--- Exercise objective ---
Keep only the lines of the material below that contain the word "Build". Copy those lines.

--- Data ---
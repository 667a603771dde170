//! Triplet-based construction helpers and matrix-vector products for the
//! sparse matrices used by the power flow formulation and the solver.

use sprs::{CsMat, TriMat};

/// Build a sparse CSC matrix from triplets (row, col, value).
///
/// Duplicate entries are summed on compression.
pub fn from_triplets<I>(nrows: usize, ncols: usize, triplets: I) -> CsMat<f64>
where
    I: IntoIterator<Item = (usize, usize, f64)>,
{
    let mut tri = TriMat::new((nrows, ncols));
    for (i, j, v) in triplets {
        tri.add_triplet(i, j, v);
    }
    tri.to_csc()
}

/// Build a sparse CSR matrix from triplets (row, col, value).
pub fn from_triplets_csr<I>(nrows: usize, ncols: usize, triplets: I) -> CsMat<f64>
where
    I: IntoIterator<Item = (usize, usize, f64)>,
{
    let mut tri = TriMat::new((nrows, ncols));
    for (i, j, v) in triplets {
        tri.add_triplet(i, j, v);
    }
    tri.to_csr()
}

/// Sparse matrix-vector product: `A * x`.
pub fn spmv(a: &CsMat<f64>, x: &[f64]) -> Vec<f64> {
    assert_eq!(a.cols(), x.len());

    let mut y = vec![0.0; a.rows()];
    for (val, (row, col)) in a.iter() {
        y[row] += *val * x[col];
    }
    y
}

--- Your solution ---
/// Build a sparse CSC matrix from triplets (row, col, value).
/// Build a sparse CSR matrix from triplets (row, col, value).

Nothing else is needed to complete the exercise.